Hank: (whining) We can’t sleep.

Molly: (bouncing on her crib like a trampoline) No sweep, mama.

Me: (sigh of defeat) I hate time change.

Hank: Oh yah! We changed the clocks today.

Me: (rescuing Molly from her crib and carrying her over to Hank’s bed and getting under his covers) You spring forward and fall back although this practice IS NOT EVEN NECESSARY. Screws everybody up. Especially babies.

Hank: And since it is spring we went forward one hour so that means…

Me: Only now does your body think it is time to sleep, and don’t even get me started about how pleasent we three will be in the morning getting up one hour earlier, but we have to switch our body’s internal clock so you two had to go to sleep what feels like an hour earlier to start that process. Good thing you and your sister are friends.

Hank: We sang every song from Frozen and twinkle twinkle and Stay Awake, like 10,000 times.

Me: I know, I heard. Unlike you chickens I wouldn’t mind going to bed an hour earlier because I am an  old lady and lost my cool card way back in 2007.

Hank: You’re still cool, mama.

Me: Stop, you’ll make me blush.

Molly: (desperate to be included in the conversation) Howse fall down? Howse fall down in the water? Sweep (sleep) wit mano (brother), mama? Okay? (nodding) Snuggle Sweep?

Hank: (wrapping his arms around his sister) Yes please! Can Amália sleep here with me?

Me: Nope.

Hank: Why?

Me: Because while you are thinking you will be an interior designer or a chef when you grow up Molly is going to be a super hero.

Molly: (thrusting her fists in the air with great force) MOO-MOO GIGANTE (GIANT)!!!!
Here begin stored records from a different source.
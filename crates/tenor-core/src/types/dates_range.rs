//! Day-by-day date ranges under a day count convention.

use std::fmt;
use std::iter::FusedIterator;
use std::sync::Arc;

use crate::calendars::{self, Calendar};
use crate::daycounts::DayCountConvention;
use crate::error::CoreResult;
use crate::types::Date;

/// Iterator over the dates between two bounds, one convention day at a time.
///
/// Both bounds are inclusive and are ordered internally, so the range is the
/// same whichever way round they are given. Calendar-day conventions yield
/// every date; `BDays252` yields only business days of its calendar.
///
/// # Example
///
/// ```rust
/// use tenor_core::prelude::*;
///
/// let fri = Date::from_ymd(2015, 8, 7).unwrap();
/// let tue = Date::from_ymd(2015, 8, 11).unwrap();
///
/// let every_day = DailyDatesRange::new(fri, tue, &DayCountConvention::Actual365, true).unwrap();
/// assert_eq!(every_day.len(), 5);
///
/// let bus = DayCountConvention::bdays252("WeekendsOnly");
/// let dates: Vec<Date> = DailyDatesRange::new(fri, tue, &bus, false).unwrap().collect();
/// assert_eq!(dates, vec![tue, tue.add_days(-1), fri]);
/// ```
#[derive(Clone)]
pub struct DailyDatesRange {
    start: Date,
    end: Date,
    ascending: bool,
    calendar: Option<Arc<dyn Calendar>>,
    front: Date,
    back: Date,
    remaining: usize,
}

impl DailyDatesRange {
    /// Creates a range between `start` and `end`.
    ///
    /// When `ascending` is false, iteration starts from the later date.
    ///
    /// # Errors
    ///
    /// Returns `CoreError::UnknownCalendar` for a `BDays252` convention whose
    /// calendar is not registered.
    pub fn new(
        start: Date,
        end: Date,
        convention: &DayCountConvention,
        ascending: bool,
    ) -> CoreResult<Self> {
        let (lo, hi) = if start <= end { (start, end) } else { (end, start) };

        let calendar = match convention.calendar() {
            Some(id) => Some(calendars::calendar(id)?),
            None => None,
        };

        let remaining = match &calendar {
            Some(cal) => cal.business_days_between(lo, hi.add_days(1)),
            None => lo.days_between(&hi) + 1,
        };

        Ok(Self {
            start: lo,
            end: hi,
            ascending,
            calendar,
            front: lo,
            back: hi,
            remaining: usize::try_from(remaining).unwrap_or(0),
        })
    }

    /// Earlier bound of the range.
    #[must_use]
    pub fn start(&self) -> Date {
        self.start
    }

    /// Later bound of the range.
    #[must_use]
    pub fn end(&self) -> Date {
        self.end
    }

    /// Whether iteration runs from the earlier date to the later one.
    #[must_use]
    pub fn is_ascending(&self) -> bool {
        self.ascending
    }

    fn is_member(&self, date: Date) -> bool {
        self.calendar
            .as_ref()
            .map_or(true, |cal| cal.is_business_day(date))
    }

    fn pop_front(&mut self) -> Option<Date> {
        if self.remaining == 0 {
            return None;
        }
        while !self.is_member(self.front) {
            self.front = self.front.add_days(1);
        }
        let date = self.front;
        self.front = self.front.add_days(1);
        self.remaining -= 1;
        Some(date)
    }

    fn pop_back(&mut self) -> Option<Date> {
        if self.remaining == 0 {
            return None;
        }
        while !self.is_member(self.back) {
            self.back = self.back.add_days(-1);
        }
        let date = self.back;
        self.back = self.back.add_days(-1);
        self.remaining -= 1;
        Some(date)
    }
}

impl Iterator for DailyDatesRange {
    type Item = Date;

    fn next(&mut self) -> Option<Date> {
        if self.ascending {
            self.pop_front()
        } else {
            self.pop_back()
        }
    }

    fn size_hint(&self) -> (usize, Option<usize>) {
        (self.remaining, Some(self.remaining))
    }
}

impl DoubleEndedIterator for DailyDatesRange {
    fn next_back(&mut self) -> Option<Date> {
        if self.ascending {
            self.pop_back()
        } else {
            self.pop_front()
        }
    }
}

impl ExactSizeIterator for DailyDatesRange {}

impl FusedIterator for DailyDatesRange {}

impl fmt::Debug for DailyDatesRange {
    fn fmt(&self, f: &mut fmt::Formatter<'_>) -> fmt::Result {
        f.debug_struct("DailyDatesRange")
            .field("start", &self.start)
            .field("end", &self.end)
            .field("ascending", &self.ascending)
            .field("calendar", &self.calendar.as_ref().map(|c| c.name()))
            .field("remaining", &self.remaining)
            .finish()
    }
}

#[cfg(test)]
mod tests {
    use super::*;

    fn date(y: i32, m: u32, d: u32) -> Date {
        Date::from_ymd(y, m, d).unwrap()
    }

    #[test]
    fn test_calendar_days_ascending() {
        let range =
            DailyDatesRange::new(date(2015, 8, 3), date(2015, 8, 6), &DayCountConvention::Actual360, true)
                .unwrap();
        assert!(range.is_ascending());
        let dates: Vec<Date> = range.collect();
        assert_eq!(
            dates,
            vec![date(2015, 8, 3), date(2015, 8, 4), date(2015, 8, 5), date(2015, 8, 6)]
        );
    }

    #[test]
    fn test_bounds_are_ordered() {
        let range =
            DailyDatesRange::new(date(2015, 8, 6), date(2015, 8, 3), &DayCountConvention::Thirty360, true)
                .unwrap();
        assert_eq!(range.start(), date(2015, 8, 3));
        assert_eq!(range.end(), date(2015, 8, 6));
        assert_eq!(range.len(), 4);
    }

    #[test]
    fn test_descending_business_days_brazil() {
        // Carnival week 2015: Mon 16 and Tue 17 are holidays
        let dc = DayCountConvention::bdays252("Brazil");
        let range = DailyDatesRange::new(date(2015, 2, 13), date(2015, 2, 19), &dc, false).unwrap();
        assert_eq!(range.len(), 3);
        let dates: Vec<Date> = range.collect();
        assert_eq!(dates, vec![date(2015, 2, 19), date(2015, 2, 18), date(2015, 2, 13)]);
    }

    #[test]
    fn test_double_ended_meets_in_middle() {
        let dc = DayCountConvention::bdays252("WeekendsOnly");
        // Fri 7 .. Fri 14 August 2015: six business days
        let mut range = DailyDatesRange::new(date(2015, 8, 7), date(2015, 8, 14), &dc, true).unwrap();
        assert_eq!(range.len(), 6);
        assert_eq!(range.next(), Some(date(2015, 8, 7)));
        assert_eq!(range.next_back(), Some(date(2015, 8, 14)));
        assert_eq!(range.next(), Some(date(2015, 8, 10)));
        assert_eq!(range.len(), 3);
        let rest: Vec<Date> = range.collect();
        assert_eq!(rest, vec![date(2015, 8, 11), date(2015, 8, 12), date(2015, 8, 13)]);
    }

    #[test]
    fn test_weekend_only_range_is_empty() {
        let dc = DayCountConvention::bdays252("WeekendsOnly");
        let mut range = DailyDatesRange::new(date(2015, 8, 8), date(2015, 8, 9), &dc, true).unwrap();
        assert_eq!(range.len(), 0);
        assert_eq!(range.next(), None);
    }

    #[test]
    fn test_single_day() {
        let d = date(2015, 8, 3);
        let range = DailyDatesRange::new(d, d, &DayCountConvention::Actual365, false).unwrap();
        assert_eq!(range.collect::<Vec<_>>(), vec![d]);
    }

    #[test]
    fn test_unknown_calendar() {
        let dc = DayCountConvention::bdays252("Nowhere");
        assert!(DailyDatesRange::new(date(2015, 8, 3), date(2015, 8, 4), &dc, true).is_err());
    }
}

#[cfg(test)]
mod property_tests {
    use super::*;
    use crate::calendars::CalendarId;
    use proptest::prelude::*;

    fn date_strategy() -> impl Strategy<Value = Date> {
        (2012i32..2020, 1u32..13, 1u32..29)
            .prop_filter_map("valid date", |(y, m, d)| Date::from_ymd(y, m, d).ok())
    }

    proptest! {
        #![proptest_config(ProptestConfig::with_cases(64))]

        #[test]
        fn prop_calendar_days_cover_the_span(a in date_strategy(), b in date_strategy()) {
            let range = DailyDatesRange::new(a, b, &DayCountConvention::Actual360, true).unwrap();
            prop_assert_eq!(range.len() as i64, a.days_between(&b).abs() + 1);
        }

        #[test]
        fn prop_business_days_are_ordered_and_open(
            a in date_strategy(),
            b in date_strategy(),
        ) {
            let dc = DayCountConvention::bdays252("Brazil");
            let cal = calendars::calendar(&CalendarId::new("Brazil")).unwrap();

            let up: Vec<Date> = DailyDatesRange::new(a, b, &dc, true).unwrap().collect();
            let mut down: Vec<Date> = DailyDatesRange::new(a, b, &dc, false).unwrap().collect();
            down.reverse();

            prop_assert_eq!(&up, &down);
            prop_assert!(up.windows(2).all(|w| w[0] < w[1]));
            prop_assert!(up.iter().all(|&d| cal.is_business_day(d)));
        }
    }
}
Me: A Super Hero named, Moo-Moo Gigante, which means sleeping with Molly is like sleeping in an active kickboxing match. (lovingly brushing the curls from her face) When she dreams Molly is the savior.

Molly: Hulk SMASH.

Me: With Hulk as her sidekick, of course.

Hank: (disbelief) No.

Me: Trust me. Never have I been so bruised as the day after I thought it would be adorable to snuggle sleep with Molly in my bed. Jeesh.

Molly: Howse fall down?

Hank: That’s right, mana (sister) The Baudelaire brother and sister and baby were in the house on the hill but then they got out and

Me: A great wind blew, whoooooosh, and the house fell off the cliff.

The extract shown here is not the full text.